▶ Exercise directions
Find and return every line of the data that contains the word "super".
##### Dataset extract #####
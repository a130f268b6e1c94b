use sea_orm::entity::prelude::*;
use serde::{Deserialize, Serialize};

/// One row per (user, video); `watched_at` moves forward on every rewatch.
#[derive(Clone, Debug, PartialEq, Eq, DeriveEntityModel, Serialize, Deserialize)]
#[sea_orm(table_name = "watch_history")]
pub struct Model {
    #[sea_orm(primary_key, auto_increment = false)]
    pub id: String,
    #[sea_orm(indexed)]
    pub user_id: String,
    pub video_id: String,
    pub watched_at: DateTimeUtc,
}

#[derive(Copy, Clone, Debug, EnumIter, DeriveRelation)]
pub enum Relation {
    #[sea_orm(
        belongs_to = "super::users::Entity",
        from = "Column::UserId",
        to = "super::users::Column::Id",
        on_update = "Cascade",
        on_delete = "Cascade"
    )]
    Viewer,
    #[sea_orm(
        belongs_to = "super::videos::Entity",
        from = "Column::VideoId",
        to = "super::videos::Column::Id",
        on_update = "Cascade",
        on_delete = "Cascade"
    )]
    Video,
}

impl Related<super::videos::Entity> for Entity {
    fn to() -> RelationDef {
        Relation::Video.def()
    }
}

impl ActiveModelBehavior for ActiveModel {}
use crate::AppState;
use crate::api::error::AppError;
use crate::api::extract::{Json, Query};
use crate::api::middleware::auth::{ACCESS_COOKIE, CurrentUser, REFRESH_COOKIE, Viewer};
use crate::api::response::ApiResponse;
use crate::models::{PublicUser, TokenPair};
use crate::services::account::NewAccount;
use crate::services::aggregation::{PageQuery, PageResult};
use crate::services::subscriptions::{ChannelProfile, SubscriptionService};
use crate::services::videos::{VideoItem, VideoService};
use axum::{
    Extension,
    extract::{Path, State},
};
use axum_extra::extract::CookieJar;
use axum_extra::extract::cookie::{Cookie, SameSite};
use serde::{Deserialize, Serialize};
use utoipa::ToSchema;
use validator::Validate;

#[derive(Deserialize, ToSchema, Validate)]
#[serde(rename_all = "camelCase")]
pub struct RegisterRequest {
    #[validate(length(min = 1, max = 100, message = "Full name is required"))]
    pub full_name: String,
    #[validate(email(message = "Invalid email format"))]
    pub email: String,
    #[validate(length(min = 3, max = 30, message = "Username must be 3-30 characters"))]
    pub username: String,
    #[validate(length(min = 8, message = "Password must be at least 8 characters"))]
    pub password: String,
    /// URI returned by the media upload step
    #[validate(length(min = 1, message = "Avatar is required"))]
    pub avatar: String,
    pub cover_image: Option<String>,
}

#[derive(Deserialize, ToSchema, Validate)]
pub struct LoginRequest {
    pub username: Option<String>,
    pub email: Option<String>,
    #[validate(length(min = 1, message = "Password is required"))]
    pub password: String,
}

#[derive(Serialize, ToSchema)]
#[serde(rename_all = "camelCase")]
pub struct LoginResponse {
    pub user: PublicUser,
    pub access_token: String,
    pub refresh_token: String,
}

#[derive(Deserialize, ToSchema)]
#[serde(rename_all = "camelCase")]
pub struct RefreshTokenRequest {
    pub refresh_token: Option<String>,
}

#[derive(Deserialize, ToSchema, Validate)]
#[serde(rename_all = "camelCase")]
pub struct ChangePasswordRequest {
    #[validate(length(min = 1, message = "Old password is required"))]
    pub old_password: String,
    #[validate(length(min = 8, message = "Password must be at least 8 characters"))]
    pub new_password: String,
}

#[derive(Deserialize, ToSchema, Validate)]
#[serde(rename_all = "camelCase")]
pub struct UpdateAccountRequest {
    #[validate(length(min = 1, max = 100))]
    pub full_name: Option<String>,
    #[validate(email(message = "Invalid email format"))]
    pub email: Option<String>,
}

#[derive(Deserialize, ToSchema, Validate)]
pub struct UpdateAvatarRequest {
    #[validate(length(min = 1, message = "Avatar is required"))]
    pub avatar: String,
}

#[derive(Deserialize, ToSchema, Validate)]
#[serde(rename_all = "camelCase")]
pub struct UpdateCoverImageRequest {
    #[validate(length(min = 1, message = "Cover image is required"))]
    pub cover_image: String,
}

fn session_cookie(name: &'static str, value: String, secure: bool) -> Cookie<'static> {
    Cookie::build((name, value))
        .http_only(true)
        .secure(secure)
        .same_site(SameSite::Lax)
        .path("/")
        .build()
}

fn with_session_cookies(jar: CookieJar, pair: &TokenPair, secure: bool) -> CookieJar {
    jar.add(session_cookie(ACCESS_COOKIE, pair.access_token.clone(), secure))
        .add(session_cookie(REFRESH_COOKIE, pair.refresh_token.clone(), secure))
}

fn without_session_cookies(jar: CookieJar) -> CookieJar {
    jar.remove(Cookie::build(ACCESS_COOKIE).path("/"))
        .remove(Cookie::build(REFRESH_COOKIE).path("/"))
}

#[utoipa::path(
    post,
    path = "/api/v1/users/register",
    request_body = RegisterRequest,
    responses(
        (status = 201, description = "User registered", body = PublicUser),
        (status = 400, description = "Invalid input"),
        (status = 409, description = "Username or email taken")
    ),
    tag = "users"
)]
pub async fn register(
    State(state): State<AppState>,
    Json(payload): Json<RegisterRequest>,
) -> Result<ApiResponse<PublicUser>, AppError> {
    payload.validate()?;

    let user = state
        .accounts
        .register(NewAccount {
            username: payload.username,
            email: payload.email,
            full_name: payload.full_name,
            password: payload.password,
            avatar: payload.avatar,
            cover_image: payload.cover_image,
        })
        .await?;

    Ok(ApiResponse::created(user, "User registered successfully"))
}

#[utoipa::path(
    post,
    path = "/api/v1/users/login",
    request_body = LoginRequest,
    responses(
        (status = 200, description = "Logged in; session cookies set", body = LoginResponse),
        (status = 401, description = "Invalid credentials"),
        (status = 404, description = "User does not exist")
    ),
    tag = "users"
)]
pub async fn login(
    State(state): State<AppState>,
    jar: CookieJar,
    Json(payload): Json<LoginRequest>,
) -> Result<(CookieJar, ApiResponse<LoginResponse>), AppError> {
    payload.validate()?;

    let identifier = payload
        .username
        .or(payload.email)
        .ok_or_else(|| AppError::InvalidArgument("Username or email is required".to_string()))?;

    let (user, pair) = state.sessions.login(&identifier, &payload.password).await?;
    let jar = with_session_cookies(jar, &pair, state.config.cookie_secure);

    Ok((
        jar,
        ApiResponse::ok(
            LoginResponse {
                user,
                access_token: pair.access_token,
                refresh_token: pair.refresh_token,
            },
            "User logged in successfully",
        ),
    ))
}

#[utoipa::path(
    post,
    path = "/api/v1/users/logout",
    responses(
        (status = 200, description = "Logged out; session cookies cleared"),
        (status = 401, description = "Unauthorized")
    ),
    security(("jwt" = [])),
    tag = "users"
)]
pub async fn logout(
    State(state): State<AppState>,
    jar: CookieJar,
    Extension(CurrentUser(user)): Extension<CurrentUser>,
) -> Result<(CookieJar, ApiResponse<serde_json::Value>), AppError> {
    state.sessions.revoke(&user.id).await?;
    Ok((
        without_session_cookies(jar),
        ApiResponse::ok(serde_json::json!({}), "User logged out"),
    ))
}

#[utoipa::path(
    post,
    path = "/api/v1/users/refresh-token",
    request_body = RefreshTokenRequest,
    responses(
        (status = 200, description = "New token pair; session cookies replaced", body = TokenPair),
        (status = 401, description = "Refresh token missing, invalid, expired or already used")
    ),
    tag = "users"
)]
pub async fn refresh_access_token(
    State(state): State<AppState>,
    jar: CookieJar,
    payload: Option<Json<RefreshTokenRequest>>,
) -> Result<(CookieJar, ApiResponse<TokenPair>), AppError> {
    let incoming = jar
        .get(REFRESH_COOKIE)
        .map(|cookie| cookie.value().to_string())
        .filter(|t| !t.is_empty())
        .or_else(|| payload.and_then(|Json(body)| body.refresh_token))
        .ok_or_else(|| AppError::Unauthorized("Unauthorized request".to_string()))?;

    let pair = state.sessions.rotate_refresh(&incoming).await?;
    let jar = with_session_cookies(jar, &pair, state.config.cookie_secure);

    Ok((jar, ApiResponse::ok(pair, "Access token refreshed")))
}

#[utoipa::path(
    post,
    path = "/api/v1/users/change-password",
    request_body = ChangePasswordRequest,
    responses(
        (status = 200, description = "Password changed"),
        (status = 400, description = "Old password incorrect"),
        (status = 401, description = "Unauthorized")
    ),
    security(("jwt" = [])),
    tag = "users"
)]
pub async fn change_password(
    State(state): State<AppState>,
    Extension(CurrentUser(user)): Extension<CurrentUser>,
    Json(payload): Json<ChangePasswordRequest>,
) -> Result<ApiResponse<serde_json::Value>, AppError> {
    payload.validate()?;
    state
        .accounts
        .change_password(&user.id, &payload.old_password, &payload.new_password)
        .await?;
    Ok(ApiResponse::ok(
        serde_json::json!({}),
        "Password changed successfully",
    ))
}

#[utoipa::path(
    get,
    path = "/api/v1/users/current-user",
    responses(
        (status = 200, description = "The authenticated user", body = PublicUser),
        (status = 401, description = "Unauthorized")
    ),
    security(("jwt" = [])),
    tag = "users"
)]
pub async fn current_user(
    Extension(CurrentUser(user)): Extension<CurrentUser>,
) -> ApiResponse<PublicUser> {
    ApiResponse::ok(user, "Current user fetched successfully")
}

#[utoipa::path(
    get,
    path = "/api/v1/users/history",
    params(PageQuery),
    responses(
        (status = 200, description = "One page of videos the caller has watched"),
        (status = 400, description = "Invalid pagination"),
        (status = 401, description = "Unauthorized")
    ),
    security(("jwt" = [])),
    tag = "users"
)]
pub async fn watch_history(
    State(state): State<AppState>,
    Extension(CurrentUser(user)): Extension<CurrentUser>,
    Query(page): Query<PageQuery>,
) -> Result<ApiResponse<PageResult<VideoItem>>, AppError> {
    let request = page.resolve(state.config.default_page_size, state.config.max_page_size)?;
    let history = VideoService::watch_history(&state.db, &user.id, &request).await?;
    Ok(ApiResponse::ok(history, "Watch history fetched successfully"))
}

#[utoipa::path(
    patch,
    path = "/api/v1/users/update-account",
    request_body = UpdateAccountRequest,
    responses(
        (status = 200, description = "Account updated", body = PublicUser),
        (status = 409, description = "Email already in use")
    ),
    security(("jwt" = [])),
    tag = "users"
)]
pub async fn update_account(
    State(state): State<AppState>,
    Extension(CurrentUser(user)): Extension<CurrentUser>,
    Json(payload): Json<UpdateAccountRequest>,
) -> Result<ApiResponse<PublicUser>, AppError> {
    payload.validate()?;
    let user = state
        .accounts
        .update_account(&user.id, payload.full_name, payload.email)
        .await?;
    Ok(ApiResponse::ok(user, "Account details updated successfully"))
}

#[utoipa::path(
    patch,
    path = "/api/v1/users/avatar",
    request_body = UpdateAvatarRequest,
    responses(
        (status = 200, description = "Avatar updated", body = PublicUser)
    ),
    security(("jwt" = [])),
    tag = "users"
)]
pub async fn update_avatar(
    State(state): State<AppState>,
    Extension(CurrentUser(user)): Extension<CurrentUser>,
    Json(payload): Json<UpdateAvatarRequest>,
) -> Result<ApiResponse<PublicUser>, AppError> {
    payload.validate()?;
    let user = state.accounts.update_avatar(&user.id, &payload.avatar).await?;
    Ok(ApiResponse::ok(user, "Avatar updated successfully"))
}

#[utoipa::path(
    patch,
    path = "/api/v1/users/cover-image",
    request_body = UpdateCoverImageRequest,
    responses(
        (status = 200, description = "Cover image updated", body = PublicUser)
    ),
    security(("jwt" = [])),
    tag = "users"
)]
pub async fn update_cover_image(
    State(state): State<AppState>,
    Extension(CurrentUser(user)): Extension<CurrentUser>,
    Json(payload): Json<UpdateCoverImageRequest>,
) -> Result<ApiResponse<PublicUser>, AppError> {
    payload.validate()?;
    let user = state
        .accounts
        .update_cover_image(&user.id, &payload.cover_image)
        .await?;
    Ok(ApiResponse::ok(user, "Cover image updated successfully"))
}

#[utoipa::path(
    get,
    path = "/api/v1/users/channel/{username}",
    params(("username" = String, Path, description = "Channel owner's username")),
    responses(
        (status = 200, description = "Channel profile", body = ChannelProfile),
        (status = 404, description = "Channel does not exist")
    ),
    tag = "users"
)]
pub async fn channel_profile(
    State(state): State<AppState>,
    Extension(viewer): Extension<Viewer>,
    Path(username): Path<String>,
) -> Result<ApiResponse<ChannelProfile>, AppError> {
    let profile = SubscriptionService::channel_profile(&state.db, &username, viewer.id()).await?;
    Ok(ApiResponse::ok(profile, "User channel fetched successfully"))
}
#####
▶ Result
        belongs_to = "super::users::Entity",
        to = "super::users::Column::Id",
        belongs_to = "super::videos::Entity",
        to = "super::videos::Column::Id",
impl Related<super::videos::Entity> for Entity {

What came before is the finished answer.